Work to complete >> Each record below must be returned exactly, with no line left out.

Stored items >>
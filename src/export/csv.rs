//! CSV Export functionality
//!
//! Exports a period's per-category summary, one row per bucket followed by
//! the unconfigured spend and the totals.

use crate::error::LedgerResult;
use crate::models::AggregateResult;
use csv::Writer;
use std::io::Write;

/// Export an aggregate as a spreadsheet-friendly summary
pub fn export_summary_csv<W: Write>(result: &AggregateResult, writer: &mut W) -> LedgerResult<()> {
    let mut csv = Writer::from_writer(writer);

    csv.write_record(["Category", "Limit", "Spent", "Remaining", "Status"])?;

    for summary in &result.categories {
        let status = if !summary.has_limit() {
            "uncapped"
        } else if summary.is_overspent() {
            "over"
        } else {
            "ok"
        };
        csv.write_record([
            summary.category.as_str(),
            &summary.limit.to_plain_string(),
            &summary.spend.to_plain_string(),
            &summary.remaining.to_plain_string(),
            status,
        ])?;
    }

    if result.unrecognized_rows > 0 {
        csv.write_record([
            "(unconfigured)",
            "",
            &result.unrecognized_spend.to_plain_string(),
            "",
            "",
        ])?;
    }

    if !result.total_income.is_zero() {
        csv.write_record(["(income)", "", "", &result.total_income.to_plain_string(), ""])?;
    }

    let total_status = if result.is_over_budget() { "over" } else { "ok" };
    csv.write_record([
        "TOTAL",
        &result.dynamic_budget.to_plain_string(),
        &result.total_expense.to_plain_string(),
        &result.remaining_total.to_plain_string(),
        total_status,
    ])?;

    csv.flush()?;
    Ok(())
}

Finished exercise >>
filename src/export/csv.rs
//! CSV Export functionality
//!
//! Exports a period's per-category summary, one row per bucket followed by
//! the unconfigured spend and the totals.

use crate::error::LedgerResult;
use crate::models::AggregateResult;
use csv::Writer;
use std::io::Write;

/// Export an aggregate as a spreadsheet-friendly summary
pub fn export_summary_csv<W: Write>(result: &AggregateResult, writer: &mut W) -> LedgerResult<()> {
    let mut csv = Writer::from_writer(writer);

    csv.write_record(["Category", "Limit", "Spent", "Remaining", "Status"])?;

    for summary in &result.categories {
        let status = if !summary.has_limit() {
            "uncapped"
        } else if summary.is_overspent() {
            "over"
        } else {
            "ok"
        };
        csv.write_record([
            summary.category.as_str(),
            &summary.limit.to_plain_string(),
            &summary.spend.to_plain_string(),
            &summary.remaining.to_plain_string(),
            status,
        ])?;
    }

    if result.unrecognized_rows > 0 {
        csv.write_record([
            "(unconfigured)",
            "",
            &result.unrecognized_spend.to_plain_string(),
            "",
            "",
        ])?;
    }

    if !result.total_income.is_zero() {
        csv.write_record(["(income)", "", "", &result.total_income.to_plain_string(), ""])?;
    }

    let total_status = if result.is_over_budget() { "over" } else { "ok" };
    csv.write_record([
        "TOTAL",
        &result.dynamic_budget.to_plain_string(),
        &result.total_expense.to_plain_string(),
        &result.remaining_total.to_plain_string(),
        total_status,
    ])?;

    csv.flush()?;
    Ok(())
}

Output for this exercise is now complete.